United States District Court, W.D. Missouri, Southern Division

July 24, 2019

RONALD LEROY SATTERLEE, Plaintiff,
v.
COMMISSIONER OF INTERNAL REVENUE SERVICE, INTERNAL REVENUE SERVICE, FREEDOM OF INFORMATION REQUEST, U.S. DEPARTMENT OF THE TREASURY, Defendants.

          ORDER

          ROSEANN A. KETCHMARK, JUDGE

         Before the Court is Defendant U.S. Department of the Treasury, Bureau of the Fiscal Service (“Defendant Fiscal Service”)'s Motion to Dismiss for Lack of Subject Matter Jurisdiction, or in the alternative, Motion for Summary Judgment (“the Motion”). (Doc. 29.) The Motion is fully briefed. (Docs. 30, 32, 33.) After careful consideration and for the reasons below, the Motion is GRANTED.

         Background

          Plaintiff Ronald Satterlee (“Plaintiff”) brings this action pursuant to the Freedom of Information Act (“FOIA”) and the Privacy Act. The FOIA confers jurisdiction to district courts to enjoin an agency from withholding agency records and to order the release of agency records that are improperly withheld. 5 U.S.C. § 552(a)(4)(B). The Privacy Act establishes a procedure for fair information practices of records concerning individuals maintained by federal agencies. 5 U.S.C. § 552(a). On, November 24, 2017, Plaintiff submitted a FOIA and Privacy Act request, which Defendant Fiscal Service interpreted as a request for all records relating to any debts listed for him under his name and/or Social Security Number. (Docs. 1, 30.) Plaintiff alleges these records were not provided to him. (Doc. 1.)

         Legal Standard

         Under Fed.R.Civ.P. 56, “[t]he court shall grant summary judgment if the movant shows that there is no genuine dispute as to any material fact and the movant is entitled to judgment as a matter of law.” “As to materiality, the substantive law will identify which facts are material.” Anderson v. Liberty Lobby, Inc., 477 U.S. 242, 248 (1986). “Only disputes over facts that might affect the outcome of the suit under the governing law will properly preclude the entry of summary judgment.” Id. “[A] dispute about a material fact is ‘genuine,' . . . if the evidence is such that a reasonable jury could return a verdict for the nonmoving party.” Id. “In considering a motion for summary judgment, the court does not weigh the evidence, make credibility determinations, or attempt to discern the truth of any factual issue.” Morris v. City of Chillicothe, 512 F.3d 1013, 1018 (8th Cir. 2008) (citation omitted). “Once the movant fulfills its responsibility of informing the court of the basis for its motion, identifying the portions of the record that demonstrate the absence of a genuine issue of material fact, the nonmovant must respond by submitting evidentiary materials that set out specific facts showing that there is a genuine issue for trial.” Hess v. Union Pac. R.R. Co., 898 F.3d 852, 857 (8th Cir. 2018) (quotation marks and citation omitted).

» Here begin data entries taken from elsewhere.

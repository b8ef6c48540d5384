// The player actor: input-driven movement, combo attacks and blocking

use std::f32::consts::FRAC_1_SQRT_2;

use glam::Vec2;

use crate::game::world::CollisionQuery;

use super::animation::ClipTable;
use super::entity::{Actor, Entity};
use super::state::Direction;
use super::stats::{ActorStats, PLAYER_STATS};

/// Distance of the attack box centre in front of the player
pub const ATTACK_REACH: f32 = 8.0;

/// Movement speed multiplier while holding the guard
pub const BLOCK_SPEED_FACTOR: f32 = 0.5;

/// Decisions derived from input for one tick
#[derive(Debug, Clone, Copy, PartialEq, Eq, Default)]
pub struct ControlState {
    pub left: bool,
    pub right: bool,
    pub up: bool,
    pub down: bool,
    /// Pressed this tick (edge)
    pub attack: bool,
    /// Held
    pub block: bool,
}

#[derive(Debug, Clone)]
pub struct Player {
    entity: Entity,
    facing: Direction,
    move_intent: Vec2,
    moving: bool,
    is_blocking: bool,
    controls: ControlState,
    speed: f32,
}

impl Player {
    pub fn new(position: Vec2) -> Self {
        Self::with_stats(position, &PLAYER_STATS)
    }

    pub fn with_stats(position: Vec2, stats: &ActorStats) -> Self {
        let mut entity = Entity::new(position, stats, ClipTable::player());
        let attack_box = entity
            .attack_box()
            .with_offset(Direction::Down.unit() * ATTACK_REACH);
        entity.set_attack_box(attack_box);

        Self {
            entity,
            facing: Direction::Down,
            move_intent: Vec2::ZERO,
            moving: false,
            is_blocking: false,
            controls: ControlState::default(),
            speed: stats.speed,
        }
    }

    /// Input for the next update. The attack edge is consumed by `update`.
    pub fn set_controls(&mut self, controls: ControlState) {
        self.controls = controls;
    }

    pub fn controls(&self) -> ControlState {
        self.controls
    }

    pub fn facing(&self) -> Direction {
        self.facing
    }

    /// Displacement requested this tick
    pub fn move_intent(&self) -> Vec2 {
        self.move_intent
    }

    pub fn is_moving(&self) -> bool {
        self.moving
    }

    pub fn is_blocking(&self) -> bool {
        self.is_blocking
    }

    pub fn speed(&self) -> f32 {
        self.speed
    }

    /// Place the player somewhere else, e.g. after walking through a door
    pub fn teleport(&mut self, position: Vec2) {
        self.entity.set_position(position);
    }

    pub fn update(&mut self, world: Option<&dyn CollisionQuery>) {
        let controls = self.controls;
        self.controls.attack = false;

        if self.entity.animation().is_locked() {
            self.move_intent = Vec2::ZERO;
            self.moving = false;
            self.entity.update(world);
            return;
        }

        let direction = self.read_direction(&controls);
        self.moving = direction != Vec2::ZERO;

        let mut speed = self.speed;
        if controls.block {
            if !self.is_blocking {
                log::trace!("Player raises guard facing {:?}", self.facing);
            }
            self.is_blocking = true;
            speed *= BLOCK_SPEED_FACTOR;
        } else if self.is_blocking {
            self.is_blocking = false;
            self.entity.animation_mut().play_idle();
        }

        self.move_intent = direction * speed;
        if self.moving {
            self.entity.move_by(self.move_intent, world);
        }

        let facing = self.facing;
        let animation = self.entity.animation_mut();
        animation.set_direction(facing);
        if self.is_blocking {
            if !animation.is_guarding() {
                animation.play_block();
            }
        } else if controls.attack {
            animation.play_attack();
        } else if self.moving {
            animation.play_walk(facing);
        } else {
            animation.play_idle();
        }

        let attack_box = self
            .entity
            .attack_box()
            .with_offset(self.facing.unit() * ATTACK_REACH);
        self.entity.set_attack_box(attack_box);

        self.entity.update(world);
    }

    /// Unit-length (or zero) movement direction; also updates facing
    fn read_direction(&mut self, controls: &ControlState) -> Vec2 {
        let mut direction = Vec2::ZERO;

        if controls.left {
            direction.x = -1.0;
            self.facing = Direction::Left;
        } else if controls.right {
            direction.x = 1.0;
            self.facing = Direction::Right;
        }

        if controls.up {
            direction.y = -1.0;
            self.facing = Direction::Up;
        } else if controls.down {
            direction.y = 1.0;
            self.facing = Direction::Down;
        }

        if direction.x != 0.0 && direction.y != 0.0 {
            direction *= FRAC_1_SQRT_2;
        }
        direction
    }

    /// Where a camera of `viewport` pixels should centre so it stays inside
    /// the map. Axes where the map is smaller than the view are centred on 0.
    pub fn camera_focus(&self, viewport: Vec2, world: &dyn CollisionQuery) -> Vec2 {
        let (w, h) = world.pixel_size();
        let half_map = Vec2::new(w as f32, h as f32) / 2.0;
        let half_view = viewport / 2.0;
        let pos = self.entity.position();

        let axis = |p: f32, map: f32, view: f32| {
            if map <= view {
                0.0
            } else {
                p.clamp(-(map - view), map - view)
            }
        };

        Vec2::new(
            axis(pos.x, half_map.x, half_view.x),
            axis(pos.y, half_map.y, half_view.y),
        )
    }
}

impl Actor for Player {
    fn entity(&self) -> &Entity {
        &self.entity
    }

    fn entity_mut(&mut self) -> &mut Entity {
        &mut self.entity
    }

    fn is_blocking_attack_from(&self, source: Vec2) -> bool {
        self.is_blocking
            && Direction::from_dominant_axis(source - self.entity.position()) == self.facing
    }

    fn on_block_broken(&mut self) {
        self.is_blocking = false;
    }

    fn on_block_success(&mut self) {
        log::debug!("Player blocked a hit");
        self.entity.animation_mut().play_block_success();
    }
}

         Summary judgment is available in a FOIA action where an agency demonstrates that it has fully discharged its obligations under the FOIA. Missouri Coal for Env't Found. v. Army Corps of Eng'rs, 542 F.3d 1204, 1209 (8th Cir. 2008). An agency meets the burden for summary judgment when the agency proves “that each document that falls within the class requested either has been produced, is unidentifiable, or is wholly exempt from the Acts' inspection requirements.” Miller v. Dep't of States, 779 F.2d 1378, 1383 (8th Cir. 1985). “[T] burden remains on the government to demonstrate that it has thoroughly searched for the requested documents where they might reasonably be found . . . once the agency has shown by convincing evidence that its search was reasonable, i.e., that it was especially geared to recover the documents requested, then the burden is on the requester to rebut that evidence by a showing that the search was not in fact in good faith.” Id.

         Discussion

         Defendant Fiscal Service argues summary judgment is proper because it completed a reasonable search for the records Plaintiff requested, and after completing the search, Defendant Fiscal Service released all records to Plaintiff that were responsive to his requests. Plaintiff argues Defendant Fiscal Service did not perform a competent search because the search did not uncover what Plaintiff argues are known and identifiable documents. Plaintiff also argues the Motion is premature.

         A. Reasonableness of the Search

         When an FOIA request is made, an agency must establish that it executed a search that was “reasonably calculated to uncover all relevant records.” Steinberg v. DOJ, 23 F.3d 548, 551 (D.C. Cir. 1994) (quoting Weisberg v. DOJ, 745 F.2d 1476, 1485 (D.C. Cir. 1984)). The adequacy of a search depends if the search is reasonable. DelVecchio, 360 Fed.Appx. at 108. See also Miller, 779 F.2d at 1382-83 (“[t]he adequacy of an agency's search for requested documents is judged by a standard of reasonableness . . . the search need only be reasonable; it does not have to be exhaustive”). To prove the adequacy of a search, an agency may rely on reasonably detailed, non-conclusory affidavits or declarations submitted in good faith. Pollack v. Bureau of Prisons, 879 F.2d 406, 409 (8th Cir. 1989).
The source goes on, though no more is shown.